Following this trend, the student body of the Hanover Technical College (the present-day Leibniz University Hannover) demanded in early 1899 that such a monument be erected in the city, which could also serve as a meeting place for large nationalist events.

On 25 July 1899, an assembly of city magistrates and the civic council outvoted the Social Democrats and German-Hanoverian Party to commit to creating a memorial. It was decided in March 1901 that it would be built in the centre of the Aegidien-Masch, a wild meadow land area used for various leisure activities at the time, instead of the alternative site of the Eilenriede forest.

The winner of the advertised architect competition launched in March 1901 was the Hanoverian architect Alfred Sasse.

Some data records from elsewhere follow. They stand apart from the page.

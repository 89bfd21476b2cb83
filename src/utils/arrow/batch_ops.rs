//! Column-level reshaping and row de-duplication for record batches.

use std::iter::repeat_n;
use std::path::Path;
use std::sync::Arc;

use arrow::array::{ArrayRef, BooleanArray, StringArray};
use arrow::compute::filter_record_batch;
use arrow::datatypes::{Field, Schema};
use arrow::record_batch::RecordBatch;
use arrow::row::{RowConverter, SortField};
use rustc_hash::FxHashSet;

use crate::error::{PopReaderError, Result};

/// Find a column index by name, reporting the file the batch came from
pub fn column_index(batch: &RecordBatch, name: &str, source: &Path) -> Result<usize> {
    batch.schema().index_of(name).map_err(|_| {
        let available = batch
            .schema()
            .fields()
            .iter()
            .map(|f| f.name().as_str())
            .collect::<Vec<_>>()
            .join(", ");
        PopReaderError::schema(
            source,
            format!("column '{name}' not found (available: {available})"),
        )
    })
}

/// Rename the columns at the given positions
pub fn rename_columns(
    batch: &RecordBatch,
    renames: &[(usize, &str)],
    source: &Path,
) -> Result<RecordBatch> {
    let schema = batch.schema();
    let mut fields: Vec<Field> = schema.fields().iter().map(|f| f.as_ref().clone()).collect();

    for (position, name) in renames {
        let field = fields.get_mut(*position).ok_or_else(|| {
            PopReaderError::schema(
                source,
                format!(
                    "expected a column at position {position}, found {} columns",
                    schema.fields().len()
                ),
            )
        })?;
        *field = field.clone().with_name(*name);
    }

    Ok(RecordBatch::try_new(
        Arc::new(Schema::new(fields)),
        batch.columns().to_vec(),
    )?)
}

/// Keep only the named columns, in the given order
pub fn project_columns(batch: &RecordBatch, names: &[&str], source: &Path) -> Result<RecordBatch> {
    let indices = names
        .iter()
        .map(|name| column_index(batch, name, source))
        .collect::<Result<Vec<_>>>()?;
    Ok(batch.project(&indices)?)
}

/// Append a text column holding the same value on every row
pub fn with_constant_column(batch: &RecordBatch, name: &str, value: &str) -> Result<RecordBatch> {
    let schema = batch.schema();
    let mut fields: Vec<Field> = schema.fields().iter().map(|f| f.as_ref().clone()).collect();
    fields.push(Field::new(name, arrow::datatypes::DataType::Utf8, true));

    let mut columns = batch.columns().to_vec();
    columns.push(Arc::new(StringArray::from_iter_values(repeat_n(
        value,
        batch.num_rows(),
    ))) as ArrayRef);

    Ok(RecordBatch::try_new(Arc::new(Schema::new(fields)), columns)?)
}

/// Drop rows that are exact duplicates of an earlier row
///
/// Nulls compare equal to nulls; the first occurrence of each row is kept
/// and row order is otherwise preserved.
pub fn drop_duplicates(batch: &RecordBatch) -> Result<RecordBatch> {
    if batch.num_rows() < 2 || batch.num_columns() == 0 {
        return Ok(batch.clone());
    }

    let converter = RowConverter::new(
        batch
            .schema()
            .fields()
            .iter()
            .map(|f| SortField::new(f.data_type().clone()))
            .collect(),
    )?;
    let rows = converter.convert_columns(batch.columns())?;

    let mut seen = FxHashSet::default();
    seen.reserve(rows.num_rows());
    let keep = (0..rows.num_rows())
        .map(|i| seen.insert(rows.row(i)))
        .collect::<Vec<bool>>();

    Ok(filter_record_batch(batch, &BooleanArray::from(keep))?)
}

His design of a 19.5 m tower featuring a fire bowl surrounded by four dragons’ heads at its peak was selected from a shortlist of five entries in March 1902.

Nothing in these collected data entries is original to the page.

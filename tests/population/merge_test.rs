use pop_reader::SyntheticPopulation;

use crate::utils::{current_fixture, legacy_fixture};

const METRO: &str = "San_Jose-Sunnyvale-Santa_Clara_CA_MSA";

fn rows(population: &dyn SyntheticPopulation, locations: &[&str]) -> pop_reader::Result<[usize; 4]> {
    Ok([
        population.load_people(locations, false)?.num_rows(),
        population.load_gq_people(locations)?.num_rows(),
        population.load_households(locations)?.num_rows(),
        population.load_people_household_xref(locations)?.num_rows(),
    ])
}

#[test]
fn test_disjoint_locations_are_additive() -> pop_reader::Result<()> {
    let fixture = current_fixture();
    let population = fixture.population();

    let loving = rows(population.as_ref(), &["Loving_County_TX"])?;
    let metro = rows(population.as_ref(), &[METRO])?;
    let both = rows(population.as_ref(), &["Loving_County_TX", METRO])?;

    for ((total, a), b) in both.iter().zip(loving).zip(metro) {
        assert_eq!(*total, a + b);
    }
    Ok(())
}

#[test]
fn test_overlapping_locations_read_each_county_once() -> pop_reader::Result<()> {
    let fixture = current_fixture();
    let population = fixture.population();

    let metro = rows(population.as_ref(), &[METRO])?;
    let overlapping = rows(population.as_ref(), &[METRO, "Santa_Clara_County_CA", "06069"])?;
    assert_eq!(overlapping, metro);
    Ok(())
}

#[test]
fn test_facilities_are_at_most_the_sum() -> pop_reader::Result<()> {
    let fixture = current_fixture();
    let population = fixture.population();

    let schools = population.load_schools(&["San_Benito_County_CA"])?.num_rows()
        + population.load_schools(&["Santa_Clara_County_CA"])?.num_rows();
    assert!(population.load_schools(&[METRO])?.num_rows() <= schools);

    let workplaces = population.load_workplaces(&["San_Benito_County_CA"])?.num_rows()
        + population.load_workplaces(&["Santa_Clara_County_CA"])?.num_rows();
    assert_eq!(population.load_workplaces(&[METRO])?.num_rows(), workplaces);
    Ok(())
}

#[test]
fn test_metro_equals_its_counties_current() -> pop_reader::Result<()> {
    let fixture = current_fixture();
    let population = fixture.population();
    let counties = ["San_Benito_County_CA", "Santa_Clara_County_CA"];

    assert_eq!(
        population.load_people(&[METRO], true)?,
        population.load_people(&counties, true)?
    );
    assert_eq!(
        population.load_gq_people(&[METRO])?,
        population.load_gq_people(&counties)?
    );
    assert_eq!(
        population.load_households(&[METRO])?,
        population.load_households(&counties)?
    );
    assert_eq!(
        population.load_people_household_xref(&[METRO])?,
        population.load_people_household_xref(&["06085", "06069"])?
    );
    Ok(())
}

#[test]
fn test_metro_equals_its_counties_legacy() -> pop_reader::Result<()> {
    let fixture = legacy_fixture();
    let population = fixture.population();
    let counties = ["Jefferson_County_PA", "Allegheny_County_PA"];

    assert_eq!(
        population.load_people(&["Pittsburgh_PA"], true)?,
        population.load_people(&counties, true)?
    );
    assert_eq!(
        population.load_gq_people(&["Pittsburgh_PA"])?,
        population.load_gq_people(&["42003", "42065"])?
    );
    assert_eq!(
        population.load_households(&["Pittsburgh_PA"])?,
        population.load_households(&counties)?
    );
    assert_eq!(
        population.load_people_household_xref(&["Pittsburgh_PA"])?,
        population.load_people_household_xref(&counties)?
    );
    assert_eq!(
        population.population_count(&["Pittsburgh_PA"], true)?,
        population.load_people(&counties, true)?.num_rows()
    );
    Ok(())
}

#[test]
fn test_merged_column_types_match_single_county() -> pop_reader::Result<()> {
    let fixture = current_fixture();
    // San Benito: no income values, no group-quarters residents, no elevation
    fixture.write(
        "06069/person.txt",
        "ID,AGE,sex,race,household_relationship,household_income\n\
         10,41,F,1,0,NA\n\
         11,12,M,1,2,\n",
    );
    fixture.write("06069/gq_person.txt", "ID,AGE,sex,race\n");
    fixture.remove("06069/person-college_dorm.txt");
    fixture.write("06069/household.txt", "ID,LAT,LON,ELEV,income\n110,36.85,-121.40,NA,87000\n");
    let population = fixture.population();

    let clara = ["Santa_Clara_County_CA"];
    let both = ["Santa_Clara_County_CA", "San_Benito_County_CA"];

    for include_gq_people in [false, true] {
        assert_eq!(
            population.load_people(&both, include_gq_people)?.schema(),
            population.load_people(&clara, include_gq_people)?.schema()
        );
    }
    assert_eq!(
        population.load_gq_people(&both)?.schema(),
        population.load_gq_people(&clara)?.schema()
    );

    let households = population.load_households(&both)?;
    assert_eq!(households.schema(), population.load_households(&clara)?.schema());
    assert_eq!(households.num_rows(), 3);
    Ok(())
}

#[test]
fn test_merged_column_types_match_single_county_legacy() -> pop_reader::Result<()> {
    let fixture = legacy_fixture();
    fixture.write(
        "42065/people.txt",
        "sp_id\tsp_hh_id\tage\tsex\trace\trelate\tschool_id\twork_id\n\
         20\t30\tX\tM\t1\t0\tX\tX\n",
    );
    fixture.write("42065/gq_people.txt", "sp_id\tsp_gq_id\tage\tsex\n");
    let population = fixture.population();

    assert_eq!(
        population.load_people(&["Pittsburgh_PA"], true)?.schema(),
        population.load_people(&["Allegheny_County_PA"], true)?.schema()
    );
    assert_eq!(
        population.load_households(&["Pittsburgh_PA"])?.schema(),
        population.load_households(&["42065"])?.schema()
    );
    Ok(())
}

The accessible tower could be climbed to reach a viewing platform at a height of 16 m. Its construction was funded by the Hanoverian Student Union and featured the inscription "Bismarck column of the student union Hanover 1903" (Bismarck-Säule der Studentenschaft Hannover 1903). It was built at a cost of 43,000 Marks, using rough-stone blocks quarried from the nearby Deister hills.

After several postponements due to funding issues and strike action, the laying of the foundation stone eventually took place on 18 October 1903, the 90th anniversary of the victory over the Napoleon at the Battle of Leipzig. The event was accompanied by speeches from numerous leading political, military, student and religious figures from the city.

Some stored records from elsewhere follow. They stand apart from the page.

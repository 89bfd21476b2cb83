//! Progress reporting for multi-directory loads, using the indicatif crate.

use indicatif::{ProgressBar, ProgressStyle};

/// Style for the per-directory progress bar
pub const DIRECTORY_TEMPLATE: &str =
    "{spinner:.green} [{elapsed_precise}] [{bar:40.cyan/blue}] {pos}/{len} directories {msg}";

/// Create a progress bar counting directories
///
/// Returns a hidden bar when `visible` is false so callers can tick it
/// unconditionally.
#[must_use]
pub fn create_directory_progress_bar(length: u64, description: &str, visible: bool) -> ProgressBar {
    if !visible {
        return ProgressBar::hidden();
    }

    let pb = ProgressBar::new(length);
    if let Ok(style) = ProgressStyle::default_bar().template(DIRECTORY_TEMPLATE) {
        pb.set_style(style.progress_chars("#>-"));
    }
    pb.set_message(description.to_string());
    pb
}

/// Finish a progress bar and clear it from display
pub fn finish_and_clear(pb: &ProgressBar) {
    pb.finish_and_clear();
}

The Bismarck Tower was officially opened exactly one year later on 18 October 1904. Each year (up to 1916) large nationalist events and rallies would be staged on this date beside the tower to commemorate the Battle of Leipzig's anniversary.

Shortly after the Nazi seizure of power in January 1933, the tower was the scene of a book burning on 10 May, primarily carried out by student groups. The final large event took place on 24 September 1933 when Der Stahlhelm paraded beside it to "celebrate" their integration into the SA, an event that featured around 30,000 participants and drew some 150,000 spectators.

===Dismantlement===
Following more than a quarter of a century of discussion over the building of an artificial lake to prevent flooding in the area and the decision in October 1932 to bring this project to fruition under a national job creation programme, the construction of the Maschsee lake on the site of the Aegidien-Masch was begun in March 1934.

Due to its height it was an impractical safety risk to leave the column below the surface of the new lake, which was to become a home for watersport activities. It was therefore carefully dismantled during the summer 1935 with tentative plans to relocate it elsewhere, but the city decided in 1938 not to go ahead with these plans.